Portrait of a Data-Modeling Vet

I'm using "vet" because that's referred to as the opposite of a n00b. I'm using "data-modeling" because that seems to be the term settled on towards the end to represent a complex of concepts: code comments, code blank lines, metadata, thorough database schemas, static typing, large class hierarchies. By the way, I doubt that all those truly are useful analogues for each other. In my opinion, part of being a vet is the virtue of "laziness" (i.e., seeking an overall economy of effort), and part of "laziness" is creating code in which informative comments and blank lines lessen the amount of time required to grok it. Compare code to a picture that's simultaneously two faces and a vase. Whitespace can express meaning too, which is partly why I believe it makes perfect sense for an organization or project to enforce a style policy regardless of what the specific policy is. Naturally I still think a code file should contain more code lines than comment and whitespace lines, though the balance depends on how much each code line accomplishes--some of the Lisp-like code and Haskell code I've seen surely should have had more explanatory comments.

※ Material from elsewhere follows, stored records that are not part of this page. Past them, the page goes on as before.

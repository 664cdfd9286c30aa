//! optimization::types — shared numeric aliases and simplex coefficients.
//!
//! Purpose
//! -------
//! Centralize the core numeric types and the fixed Nelder–Mead
//! coefficients used by the simplex minimizer. Defining these in one
//! place keeps the rest of the optimization code agnostic to `ndarray`
//! generics and pins the algorithm constants where they can be read at a
//! glance.
//!
//! Key behaviors
//! -------------
//! - Define canonical aliases for parameter vectors, gradients, and
//!   scalar costs (`Theta`, `Grad`, `Cost`).
//! - Pin the classic Nelder–Mead move coefficients (reflection 1,
//!   expansion 2, contraction 0.5, shrink 0.5) and the initial-simplex
//!   nudge rule constants.
//!
//! Conventions
//! -----------
//! - `Theta` and `Grad` are conceptually column vectors with length
//!   equal to the number of free parameters (two for the logistic
//!   location/scale problem, but the solver is dimension-agnostic).
//! - `Cost` is the scalar value being *minimized*; likelihood callers
//!   flip the sign of the log-likelihood before handing it over.
//!
//! Testing notes
//! -------------
//! - This module only defines aliases and constants; correctness is
//!   exercised by the simplex tests that instantiate them.
use ndarray::Array1;

/// Parameter vector for the simplex minimizer.
///
/// Alias for `ndarray::Array1<f64>`, used as the canonical parameter
/// type throughout the optimizer.
pub type Theta = Array1<f64>;

/// Gradient vector `∇ℓ(θ)` matching the shape of [`Theta`].
///
/// The simplex solver is derivative-free; this alias exists for the
/// analytic gradient exposed by the likelihood engine.
pub type Grad = Array1<f64>;

/// Scalar objective value used by the optimizer (minimized).
pub type Cost = f64;

/// Reflection coefficient α of the Nelder–Mead update.
pub const REFLECTION: f64 = 1.0;

/// Expansion coefficient γ of the Nelder–Mead update.
pub const EXPANSION: f64 = 2.0;

/// Contraction coefficient ρ of the Nelder–Mead update.
pub const CONTRACTION: f64 = 0.5;

/// Shrink coefficient σ applied toward the best vertex.
pub const SHRINK: f64 = 0.5;

/// Relative nudge used to build the initial simplex: each coordinate is
/// displaced by this fraction of its magnitude.
pub const RELATIVE_NUDGE: f64 = 0.05;

/// Absolute nudge used for coordinates that are exactly zero, where a
/// relative displacement would collapse the simplex.
pub const ZERO_NUDGE: f64 = 0.00025;

/// Default iteration budget of the simplex minimizer.
pub const DEFAULT_MAX_ITER: usize = 500;

/// Default stop tolerance on the worst-minus-best value spread.
pub const DEFAULT_TOLERANCE: f64 = 1e-8;
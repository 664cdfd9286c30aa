/// Crate-wide result alias for inference operations.
pub type InfResult<T> = Result<T, InfError>;

#[derive(Debug, Clone, PartialEq)]
pub enum InfError {
    /// Sample size must be at least one for asymptotic variances.
    InvalidSampleSize {
        n: usize,
        reason: &'static str,
    },

    /// Scale estimate must be finite and strictly positive.
    InvalidScale {
        value: f64,
        reason: &'static str,
    },

    /// Variance must be finite and strictly positive.
    InvalidVariance {
        value: f64,
        reason: &'static str,
    },

    /// Significance level must lie strictly inside (0, 1).
    InvalidAlpha {
        value: f64,
        reason: &'static str,
    },

    /// Estimates and null values must be finite.
    NonFiniteInput {
        value: f64,
        reason: &'static str,
    },
}

impl std::error::Error for InfError {}

impl std::fmt::Display for InfError {
    fn fmt(&self, f: &mut std::fmt::Formatter<'_>) -> std::fmt::Result {
        match self {
            InfError::InvalidSampleSize { n, reason } => {
                write!(f, "Invalid sample size {n}: {reason}")
            }
            InfError::InvalidScale { value, reason } => {
                write!(f, "Invalid scale {value}: {reason}")
            }
            InfError::InvalidVariance { value, reason } => {
                write!(f, "Invalid variance {value}: {reason}")
            }
            InfError::InvalidAlpha { value, reason } => {
                write!(f, "Invalid significance level {value}: {reason}")
            }
            InfError::NonFiniteInput { value, reason } => {
                write!(f, "Non-finite input {value}: {reason}")
            }
        }
    }
}
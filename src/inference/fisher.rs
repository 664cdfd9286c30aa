//! inference::fisher — asymptotic variances from Fisher information.
//!
//! Purpose
//! -------
//! Convert a fitted scale and sample size into the asymptotic variances
//! of the logistic location and scale estimators. For the logistic
//! location-scale family the Fisher information matrix is diagonal (the
//! cross term vanishes by symmetry), with per-observation entries
//! `1/(3s²)` for location and `(π² + 3)/(9s²)` for scale; inverting the
//! n-observation diagonal gives the variances used by the Wald tests and
//! confidence intervals.
//!
//! Invariants & assumptions
//! ------------------------
//! - Valid only under the large-n asymptotic approximation; for small
//!   samples the reported variances understate the real uncertainty.
//! - `n ≥ 1` and `scale > 0` are enforced at the entry point; the
//!   formulas divide by both.
//!
//! Downstream usage
//! ----------------
//! - `inference::wald` consumes `var_location` / `var_scale` as the
//!   squared standard errors of the corresponding estimates.
//!
//! Testing notes
//! -------------
//! - Unit tests pin both variances and both information entries against
//!   direct recomputation, the inverse relation between them, and the
//!   error branches.
use crate::inference::errors::{InfError, InfResult};

/// Asymptotic variances (and the information entries they invert) for
/// the logistic location-scale family at a fitted scale.
///
/// Fields
/// ------
/// - `var_location`: `f64` — `3s²/n`.
/// - `var_scale`: `f64` — `9s²/(n(π² + 3))`.
/// - `info_location`: `f64` — diagonal information entry `n/(3s²)`.
/// - `info_scale`: `f64` — diagonal information entry `n(π² + 3)/(9s²)`.
///
/// Invariants
/// ----------
/// - `var_location · info_location = 1` and `var_scale · info_scale = 1`
///   up to rounding; the off-diagonal information term is zero for this
///   family and is not represented.
#[derive(Debug, Clone, Copy, PartialEq)]
pub struct FisherInfo {
    pub var_location: f64,
    pub var_scale: f64,
    pub info_location: f64,
    pub info_scale: f64,
}

/// Fisher-information variances for `n` observations at scale `scale`.
///
/// Parameters
/// ----------
/// - `n`: `usize` — sample size behind the estimate; must be ≥ 1.
/// - `scale`: `f64` — fitted scale; must be finite and > 0 (estimates
///   arrive pre-floored at 0.01 from the estimation layer).
///
/// Returns
/// -------
/// `InfResult<FisherInfo>`
///   The asymptotic variances and information entries.
///
/// Errors
/// ------
/// - `InfError::InvalidSampleSize` for `n == 0`.
/// - `InfError::InvalidScale` for non-finite or non-positive `scale`.
pub fn fisher_information(n: usize, scale: f64) -> InfResult<FisherInfo> {
    if n == 0 {
        return Err(InfError::InvalidSampleSize {
            n,
            reason: "Asymptotic variances require at least one observation.",
        });
    }
    if !scale.is_finite() || scale <= 0.0 {
        return Err(InfError::InvalidScale {
            value: scale,
            reason: "Scale must be finite and strictly positive.",
        });
    }

    let nf = n as f64;
    let s2 = scale * scale;
    let pi2 = std::f64::consts::PI * std::f64::consts::PI;

    Ok(FisherInfo {
        var_location: 3.0 * s2 / nf,
        var_scale: 9.0 * s2 / (nf * (pi2 + 3.0)),
        info_location: nf / (3.0 * s2),
        info_scale: nf * (pi2 + 3.0) / (9.0 * s2),
    })
}
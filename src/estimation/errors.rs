use crate::optimization::errors::OptError;
use crate::statistics::errors::StatsError;

/// Crate-wide result alias for estimation operations.
pub type EstResult<T> = Result<T, EstError>;

#[derive(Debug, Clone, PartialEq)]
pub enum EstError {
    // ---- Sample errors ----
    /// Estimation on an empty sample has no defensible result.
    EmptySample,

    /// Observations must be finite (no NaN, no ±∞).
    NonFiniteObservation {
        index: usize,
        value: f64,
    },

    // ---- Optimizer ----
    /// Wrapper for optimizer configuration/input failures.
    Optimizer {
        text: String,
    },
}

impl std::error::Error for EstError {}

impl std::fmt::Display for EstError {
    fn fmt(&self, f: &mut std::fmt::Formatter<'_>) -> std::fmt::Result {
        match self {
            EstError::EmptySample => {
                write!(f, "Cannot estimate from an empty sample")
            }
            EstError::NonFiniteObservation { index, value } => {
                write!(f, "Non-finite observation at index {index}: {value}")
            }
            EstError::Optimizer { text } => {
                write!(f, "Optimizer error: {text}")
            }
        }
    }
}

impl From<StatsError> for EstError {
    fn from(err: StatsError) -> Self {
        match err {
            StatsError::EmptySample => EstError::EmptySample,
            StatsError::NonFiniteObservation { index, value } => {
                EstError::NonFiniteObservation { index, value }
            }
        }
    }
}

impl From<OptError> for EstError {
    fn from(err: OptError) -> Self {
        EstError::Optimizer { text: err.to_string() }
    }
}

But my reason for responding isn't to offer advice for commenting and spacing or to dispute the accuracy of the alleged "data-modeling" complex that afflicts n00bs. My objection is to the "portrayal" that n00bs focus too heavily on modeling a problem in an attempt to tame its scariness and avoid doing the work, and vets "just get it done". Before proceeding further I acknowledge that I have indeed had the joy of experiencing someone's fanatic effort to produce the Perfect Class Collection for a problem, with patterns A-Z inserted seemingly on impulse and both inheritance and interfaces stacking so deeply that UML diagrams aren't merely helpful but more or less required to grasp how the solution actually executes. Then a user request comes in for data that acts a little like X but also like Y and Z, and the end result is modifying more than five classes to accommodate the new ugly duckling class. As Yegge calls for moderation, so do I.

However, the n00b extreme of Big Design Up Front (iterations that try to do and assume too much) shouldn't overshadow the truth that data modeling isn't a distraction from or the "kidney" of software. We can bloviate as long as we want about code and data being the same, particularly about the adaptability that equivalence enables, but the mundane reality is programs with instruction segments, data segments, call stacks, and heaps. Computers shlep data values, combine data values, overwrite data values. The data model is the bridge between computer processing and the problem domain that can be seen, heard, felt (smelt and tasted?). A math student who solves a word problem but forgets the units label, like "inches" or "degrees" or "radians" or "apples", has failed. The data model is part of defining the problem, and also part of the answer.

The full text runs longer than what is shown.